Sad News Closes Emotional First Season of ‘The Good Doctor’

The Good Doctor” is ABC’s attempt at contributing to the expanding line of tear-jerker television, where characters have the best intentions and most humble of backgrounds, but they are constantly reminded that life itself can be unforgiving. Starring Freddie Highmore as the autistic Dr. Shaun Murphy, this drama gives us a unique character completely likeable in his goodness, but with enough flaws to make him relatable. The first season is Murphy’s journey as he follows his mentor to work as a surgeon at San Jose St. Bonaventure Hospital in San Jose, California. As this sort of show requires, Murphy soon finds himself within a close-knit group of fellow surgeons who experience the trials and tribulations of their work together, along with the drama of their personal lives. But “The Good Doctor” is never melodrama or comedy. It is straight-faced with feel good melancholy. This show wants to make you cry and in its season finale it pulls the ultimate crisis card.

The finale gets right down to business. Murphy’s close mentor, Dr. Aaron Glassman (Richard Schiff), has been diagnosed with an incurable form of cancer. Murphy is of course thrown into despair and refuses to believe the diagnosis is accurate. He attempts to convince Glassman not to think in completely fatal terms. He tries to get the hospital’s in-house attorney, Jessica Preston (Beau Garrett) to make Glassman listen. Meanwhile the surgical team led by Dr. Neil Melendez (Nicholas Gonzalez), tackle a delicate case in which a college kid is brought in after participating in a pretty idiotic hazing ritual. Murphy is so distracted by Glassman’s diagnosis that he makes a mistake while operating on the patient that could prove fatal. This is incredibly dangerous for both Murphy and Glassman. Due to Murphy’s Savant syndrome, Glassman made specific promises to the hospital about Murphy’s performance.

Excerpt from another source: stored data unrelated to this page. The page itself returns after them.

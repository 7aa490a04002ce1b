//! Player state. Owned exclusively by the simulation engine.

use arena_core::constants::{PLAYER_MAX_HEALTH, PLAYER_START, PLAYER_START_FACING};
use arena_core::types::Vector3;

use crate::arsenal::Arsenal;
use crate::invariants::enforce_range;

#[derive(Debug, Clone)]
pub struct Player {
    pub position: Vector3,
    /// Unit vector bullets travel along.
    pub facing: Vector3,
    health: i32,
    pub arsenal: Arsenal,
}

impl Default for Player {
    fn default() -> Self {
        Self {
            position: PLAYER_START,
            facing: PLAYER_START_FACING,
            health: PLAYER_MAX_HEALTH,
            arsenal: Arsenal::full(),
        }
    }
}

impl Player {
    pub fn new() -> Self {
        Self::default()
    }

    pub fn health(&self) -> i32 {
        self.health
    }

    pub fn is_dead(&self) -> bool {
        self.health == 0
    }

    /// Remove health, never below 0. Returns the remaining health.
    pub fn take_damage(&mut self, amount: i32) -> i32 {
        let after = self.health.saturating_sub(amount.max(0)).max(0);
        self.health = enforce_range("player health", after, 0, PLAYER_MAX_HEALTH);
        self.health
    }

    /// Restore health, never above the max. Returns the new health.
    pub fn heal(&mut self, amount: i32) -> i32 {
        let after = self
            .health
            .saturating_add(amount.max(0))
            .min(PLAYER_MAX_HEALTH);
        self.health = enforce_range("player health", after, 0, PLAYER_MAX_HEALTH);
        self.health
    }

    /// Back to the spawn point, facing forward. Health and ammo carry over.
    pub fn respawn(&mut self) {
        self.position = PLAYER_START;
        self.facing = PLAYER_START_FACING;
    }

    /// Full reset: position, facing, health, and ammo.
    pub fn reset(&mut self) {
        *self = Self::default();
    }

    #[cfg(test)]
    pub fn set_health(&mut self, health: i32) {
        self.health = health.clamp(0, PLAYER_MAX_HEALTH);
    }
}
#[test]
fn test_gameplay_commands_ignored_in_menu() {
    let mut engine = SimulationEngine::new(SimConfig::default());
    engine
        .queue_commands([
            PlayerCommand::Fire,
            PlayerCommand::MoveDirection { dx: 1.0, dz: 0.0 },
            PlayerCommand::Continue,
            PlayerCommand::Restart,
        ])
        .unwrap();
    let snapshot = engine.tick();

    assert_eq!(snapshot.phase, GamePhase::Menu);
    assert!(snapshot.sound_cues.is_empty());
    assert!(snapshot.bullets.is_empty());
    assert_eq!(snapshot.player.position, PLAYER_START);
    assert_eq!(snapshot.player.ammo[0].rounds, WeaponId::Pistol.weapon().max_ammo);
    assert_eq!(engine.time().tick, 0, "Time should not advance outside Playing");
}

#[test]
fn test_malformed_commands_rejected_at_queue() {
    let mut engine = SimulationEngine::new(SimConfig::default());
    assert!(matches!(
        engine.queue_command(PlayerCommand::Aim {
            direction: Vector3::ZERO
        }),
        Err(ArenaError::MalformedCommand(_))
    ));
    assert!(matches!(
        engine.queue_command(PlayerCommand::MoveDirection {
            dx: f64::INFINITY,
            dz: 0.0
        }),
        Err(ArenaError::MalformedCommand(_))
    ));
}

#[test]
fn test_start_populates_level_one() {
    let mut engine = SimulationEngine::new(quiet_config());
    engine.queue_command(PlayerCommand::Start).unwrap();
    let snapshot = engine.tick();

    assert_eq!(snapshot.phase, GamePhase::Playing);
    assert_eq!(snapshot.level, 1);
    assert_eq!(snapshot.enemies.len(), 2);
    assert_eq!(snapshot.powerups.len(), 1);
    assert!(snapshot.enemies.iter().all(|e| e.health == ENEMY_START_HEALTH));
    assert!(snapshot.events.contains(&GameEvent::PhaseChanged {
        from: GamePhase::Menu,
        to: GamePhase::Playing,
        level: 1,
    }));
    assert!(snapshot.events.contains(&GameEvent::LevelStarted {
        level: 1,
        enemies: 2,
        powerups: 1,
    }));
}

#[test]
fn test_tick_timing_sixty_ticks_one_second() {
    let mut engine = started(quiet_config());
    for _ in 1..TICK_RATE {
        engine.tick();
    }
    assert_eq!(engine.time().tick, TICK_RATE as u64);
    assert_relative_eq!(engine.time().elapsed_secs, 1.0, epsilon = 1e-9);
}

// ---- Movement ----

#[test]
fn test_player_moves_half_unit_per_command() {
    let mut engine = started(quiet_config());
    engine
        .queue_command(PlayerCommand::MoveDirection { dx: 0.0, dz: -1.0 })
        .unwrap();
    let snapshot = engine.tick();
    assert_eq!(
        snapshot.player.position,
        PLAYER_START + Vector3::new(0.0, 0.0, -PLAYER_MOVE_STEP)
    );
}

#[test]
fn test_player_move_into_obstacle_rejected() {
    let obstacles = world_setup::arena_obstacles();
    let mut player = Player::new();
    // Obstacle at (5, 1, 0) spans z in (-1, 1).
    player.position = Vector3::new(5.0, 0.0, 1.2);

    assert!(!player_movement::try_move(&mut player, 0.0, -1.0, &obstacles));
    assert_eq!(player.position, Vector3::new(5.0, 0.0, 1.2));

    // Sideways is free.
    assert!(player_movement::try_move(&mut player, 1.0, 0.0, &obstacles));
    assert_eq!(player.position, Vector3::new(5.5, 0.0, 1.2));
}

#[test]
fn test_player_move_touching_obstacle_face_allowed() {
    let obstacles = world_setup::arena_obstacles();
    let mut player = Player::new();
    player.position = Vector3::new(5.0, 0.0, 1.5);

    // Lands exactly on the z = 1 face: touching, not intruding.
    assert!(player_movement::try_move(&mut player, 0.0, -1.0, &obstacles));
    assert_eq!(player.position, Vector3::new(5.0, 0.0, 1.0));
}

#[test]
fn test_player_cannot_leave_arena() {
    let mut player = Player::new();
    player.position = Vector3::new(0.0, 0.0, ARENA_HALF_EXTENT - 0.2);
    assert!(!player_movement::try_move(&mut player, 0.0, 1.0, &[]));
    assert_eq!(player.position.z, ARENA_HALF_EXTENT - 0.2);
}

#[test]
fn test_move_components_clamped() {
    let mut player = Player::new();
    assert!(player_movement::try_move(&mut player, 10.0, 0.0, &[]));
    assert_eq!(player.position, PLAYER_START + Vector3::new(PLAYER_MOVE_STEP, 0.0, 0.0));
    assert!(!player_movement::try_move(&mut player, 0.0, 0.0, &[]));
}

// ---- Firing ----

#[test]
fn test_scenario_a_single_round_fired_twice() {
    let mut engine = started(quiet_config());
    engine.player_mut().arsenal = Arsenal::empty();
    engine.player_mut().arsenal.add_ammo(WeaponId::Pistol, 1);

    engine
        .queue_commands([PlayerCommand::Fire, PlayerCommand::Fire])
        .unwrap();
    let snapshot = engine.tick();

    assert_eq!(count_cue(&snapshot, SoundCue::Shoot), 1);
    assert_eq!(count_cue(&snapshot, SoundCue::Empty), 1);
    assert_eq!(snapshot.player.ammo[WeaponId::Pistol.index()].rounds, 0);
    assert_eq!(snapshot.score.shots_fired, 1);
}

#[test]
fn test_fire_rate_gates_second_shot() {
    let mut engine = started(quiet_config());
    engine
        .queue_commands([PlayerCommand::Fire, PlayerCommand::Fire])
        .unwrap();
    let snapshot = engine.tick();

    let max = WeaponId::Pistol.weapon().max_ammo;
    assert_eq!(snapshot.player.ammo[0].rounds, max - 1);
    assert_eq!(count_cue(&snapshot, SoundCue::Shoot), 1);
    // Too fast is silent: the magazine is not empty.
    assert_eq!(count_cue(&snapshot, SoundCue::Empty), 0);

    // Pistol interval is 500 ms = 30 ticks.
    for _ in 0..29 {
        engine.tick();
    }
    engine.queue_command(PlayerCommand::Fire).unwrap();
    let snapshot = engine.tick();
    assert_eq!(snapshot.player.ammo[0].rounds, max - 2);
}
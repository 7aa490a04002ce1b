//! Simulation constants and tuning parameters.

use crate::types::Vector3;

/// Simulation tick rate (Hz). Per-tick speeds below are tuned for it.
pub const TICK_RATE: u32 = 60;

/// Seconds per tick.
pub const DT: f64 = 1.0 / TICK_RATE as f64;

// --- Arena ---

/// Half the floor's edge length; the floor spans [-50, 50] on x and z.
pub const ARENA_HALF_EXTENT: f64 = 50.0;

/// Enemies and powerups spawn within [-SPAWN_EXTENT, SPAWN_EXTENT] on x and z.
pub const SPAWN_EXTENT: f64 = 20.0;

/// Attempts made to find an obstacle-free spawn point before accepting an overlap.
pub const MAX_SPAWN_ATTEMPTS: u32 = 16;

/// Obstacle layout: (center, size). Boxes are 2 wide, 4 tall, 2 deep.
pub const OBSTACLE_LAYOUT: [(Vector3, Vector3); 3] = [
    (Vector3::new(5.0, 1.0, 0.0), Vector3::new(2.0, 4.0, 2.0)),
    (Vector3::new(-5.0, 1.0, -5.0), Vector3::new(2.0, 4.0, 2.0)),
    (Vector3::new(0.0, 1.0, -10.0), Vector3::new(2.0, 4.0, 2.0)),
];

// --- Player ---

pub const PLAYER_START: Vector3 = Vector3::new(0.0, 0.0, 10.0);

/// Initial facing: looking down -z, toward the obstacles.
pub const PLAYER_START_FACING: Vector3 = Vector3::new(0.0, 0.0, -1.0);

pub const PLAYER_MAX_HEALTH: i32 = 100;

/// Distance covered by one movement command.
pub const PLAYER_MOVE_STEP: f64 = 0.5;

// --- Enemies ---

pub const ENEMY_START_HEALTH: i32 = 100;

/// Pursuit speed (units per tick).
pub const ENEMY_STEP: f64 = 0.03;

/// Enemies may not move within this distance of an obstacle's center.
pub const ENEMY_OBSTACLE_RADIUS: f64 = 2.0;

/// Per-tick chance that an enemy lands a ranged hit on the player.
pub const ENEMY_ATTACK_CHANCE: f64 = 0.005;

/// Health removed from the player per enemy hit.
pub const ENEMY_ATTACK_DAMAGE: i32 = 5;

/// Reach of a melee attack when the melee attack model is configured.
pub const ENEMY_MELEE_RANGE: f64 = 1.5;

/// Minimum time between two melee hits from the same enemy.
pub const ENEMY_MELEE_COOLDOWN_SECS: f64 = 1.0;

// --- Bullets ---

/// Bullet speed (units per tick).
pub const BULLET_SPEED: f64 = 0.5;

/// A bullet hits an enemy closer than this.
pub const BULLET_HIT_RADIUS: f64 = 1.0;

/// Bullets further than this from the world origin are removed.
pub const BULLET_MAX_DISTANCE: f64 = 50.0;

// --- Powerups ---

/// Uncollected powerups despawn after this long.
pub const POWERUP_TTL_SECS: f64 = 30.0;

/// POWERUP_TTL_SECS expressed in ticks.
pub const POWERUP_TTL_TICKS: u64 = (POWERUP_TTL_SECS as u64) * TICK_RATE as u64;

/// Health restored by a health powerup (clamped to PLAYER_MAX_HEALTH).
pub const POWERUP_HEAL_AMOUNT: i32 = 50;

/// Rounds granted to the equipped weapon by an ammo powerup.
pub const POWERUP_AMMO_AMOUNT: u32 = 20;

// --- Levels ---

pub const FIRST_LEVEL: u32 = 1;

/// Enemies spawned when entering a level.
pub fn enemies_for_level(level: u32) -> usize {
    (2 * level as usize).max(1)
}

/// Powerups spawned when entering a level.
pub fn powerups_for_level(level: u32) -> usize {
    (level as usize).max(1)
}
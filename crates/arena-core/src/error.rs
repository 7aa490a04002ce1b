//! Error taxonomy for the arena simulation.

use crate::enums::GamePhase;

/// Errors raised at the simulation boundary.
///
/// None of these are fatal. Gameplay-reachable conditions (empty magazine,
/// blocked move, no enemies left) are ordinary state transitions and never
/// produce an `ArenaError`.
#[derive(thiserror::Error, Debug, Clone, PartialEq)]
pub enum ArenaError {
    /// Weapon name or slot not in the catalog.
    #[error("invalid weapon: {0}")]
    InvalidWeapon(String),

    /// Command not accepted in the current phase.
    #[error("command {command} not accepted while {phase}")]
    InvalidCommand {
        command: &'static str,
        phase: GamePhase,
    },

    /// Command payload is structurally invalid (non-finite numbers, zero aim).
    #[error("malformed command: {0}")]
    MalformedCommand(String),

    /// A clamped quantity left its bounds. Indicates a programming error.
    #[error("invariant violation on {what}: {detail}")]
    InvariantViolation { what: &'static str, detail: String },
}

/// Configuration errors
#[derive(thiserror::Error, Debug)]
pub enum ConfigError {
    /// IO error
    #[error("IO error: {0}")]
    Io(#[from] std::io::Error),

    /// Parse error
    #[error("Parse error: {0}")]
    Parse(#[from] toml::de::Error),

    /// Serialization error
    #[error("Serialization error: {0}")]
    Serialize(#[from] toml::ser::Error),

    /// A value parsed but is outside what the simulation accepts
    #[error("Invalid value for {field}: {detail}")]
    Invalid { field: &'static str, detail: String },
}
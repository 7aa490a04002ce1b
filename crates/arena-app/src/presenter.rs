//! Presentation seam. The game loop hands every snapshot to a `Presenter`;
//! the headless driver ships a logging presenter and a JSON-lines presenter.

use std::io::Write;

use arena_core::constants::TICK_RATE;
use arena_core::enums::GamePhase;
use arena_core::events::GameEvent;
use arena_core::state::GameStateSnapshot;
use arena_core::types::Obstacle;

/// Receives simulation output once per tick.
pub trait Presenter {
    /// Static obstacle layout, delivered once before the first tick.
    fn obstacles(&mut self, _obstacles: &[Obstacle]) {}

    fn present(&mut self, snapshot: &GameStateSnapshot);
}

/// Logs sound cues, game events, and a once-per-second status line.
#[derive(Debug, Default)]
pub struct LogPresenter {
    last_phase: Option<GamePhase>,
}

impl LogPresenter {
    pub fn status_line(snapshot: &GameStateSnapshot) -> String {
        let ammo = snapshot
            .player
            .ammo
            .iter()
            .map(|a| format!("{} {}/{}", a.weapon, a.rounds, a.max_rounds))
            .collect::<Vec<_>>()
            .join(", ");
        format!(
            "[{}] level {} | health {} | {} equipped | ammo: {} | enemies {} | powerups {} | kills {}",
            snapshot.phase,
            snapshot.level,
            snapshot.player.health,
            snapshot.player.weapon,
            ammo,
            snapshot.enemies.len(),
            snapshot.powerups.len(),
            snapshot.score.enemies_killed,
        )
    }
}

impl Presenter for LogPresenter {
    fn obstacles(&mut self, obstacles: &[Obstacle]) {
        for obstacle in obstacles {
            log::debug!(
                "obstacle at ({:.1}, {:.1}, {:.1})",
                obstacle.position.x,
                obstacle.position.y,
                obstacle.position.z
            );
        }
    }

    fn present(&mut self, snapshot: &GameStateSnapshot) {
        for cue in &snapshot.sound_cues {
            log::debug!("sound: {}", cue.name());
        }

        for event in &snapshot.events {
            match event {
                GameEvent::EnemyHit { .. } | GameEvent::PlayerDamaged { .. } => {
                    log::debug!("{event:?}")
                }
                _ => log::info!("{event:?}"),
            }
        }

        let phase_changed = self.last_phase != Some(snapshot.phase);
        let on_second = snapshot.time.tick % TICK_RATE as u64 == 0;
        if phase_changed || (snapshot.phase == GamePhase::Playing && on_second) {
            log::info!("{}", Self::status_line(snapshot));
        }
        self.last_phase = Some(snapshot.phase);
    }
}

/// Writes one JSON object per snapshot that carries cues or events, plus
/// every phase change.
pub struct JsonLinesPresenter<W: Write> {
    out: W,
    last_phase: Option<GamePhase>,
}

impl<W: Write> JsonLinesPresenter<W> {
    pub fn new(out: W) -> Self {
        Self {
            out,
            last_phase: None,
        }
    }

    pub fn into_inner(self) -> W {
        self.out
    }
}

impl<W: Write> Presenter for JsonLinesPresenter<W> {
    fn present(&mut self, snapshot: &GameStateSnapshot) {
        let phase_changed = self.last_phase != Some(snapshot.phase);
        self.last_phase = Some(snapshot.phase);
        if !phase_changed && snapshot.sound_cues.is_empty() && snapshot.events.is_empty() {
            return;
        }

        let written = serde_json::to_writer(&mut self.out, snapshot)
            .map_err(std::io::Error::from)
            .and_then(|()| writeln!(self.out))
            .and_then(|()| self.out.flush());
        if let Err(err) = written {
            log::warn!("failed to write snapshot: {err}");
        }
    }
}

The heart of “The Good Doctor” is Highmore, who plays Murphy with an endearing quality that never over-emphasizes the condition of his character. The show successfully presents an autistic character not as a sympathy tool or caricature, but as an individual within the wider, intense world of surgery. Of course drama requires a hero to have certain traits, and in the pilot we see Murphy save a boy hit by a falling airport sign by being able to visualize the interior of a patient’s body. It is the running theme in the show that Murphy stands out because he is indeed special in terms of his skills. In classic hospital show fashion, each episode presents a unique case for Murphy to treat as personal lives endure their own dramas. Sometimes the medical details are quite refined and graphic. We get overhead shots of pulsating organs, open torsos and other delights for med students. In one episode a patient discovers she must endure a treatment which will result in the loss of sensation in her genitals. Like other T.V. predecessors, when “The Good Doctor” gets into the nitty gritty of its world you leave inspired to change your diet and exercise routine. But the point of it all is that we get to see Murphy in action with his goodwill and soft demeanor. It’s not too gloomy or graphic and the show does always manage to throw in some humor, feel good drama and cheer into nearly every episode. The supporting cast often find themselves in quirky moments or do or die decisions when it comes to medical procedures. Will Yun Lee provides an interesting counter-balance as Dr. Alex Park, who sometimes calls out Murphy on a mistake when everyone else wants to play nice.

It is as tear-jerker that the show truly finds its heart and soul. The season finale is one big stretch of tension as Murphy grapples with the very real possibility that Glassman may be dying. The main plotline of the injured college student is intercut with scenes where Murphy and Glassman discuss life, memories and the frustration of trying to have hope amid such a threatening development. In one particularly powerful scene Glassman loses himself in a memory of dancing with his daughter when she was a child. The episode reaches a great dramatic height in one moment where Glassman can’t take Murphy’s insistence that all is not lost, he loses his temper and Schiff plays the moment with wounded authenticity.

But like all good tear-jerkers, “The Good Doctor” always finds a way to pull away from total despair. Viewers who believed in the second to last episode that all was lost will get a small ray of hope in the finale, even if Glassman is not completely out of the woods. The episode closes in a way where you’re not left completely broken as you wait for season two. This is the kind of show where there is heartbreak but always some light at the end of the tunnel.

The Good Doctor” Season 1 finale aired March 26 at 10 p.m. ET on ABC.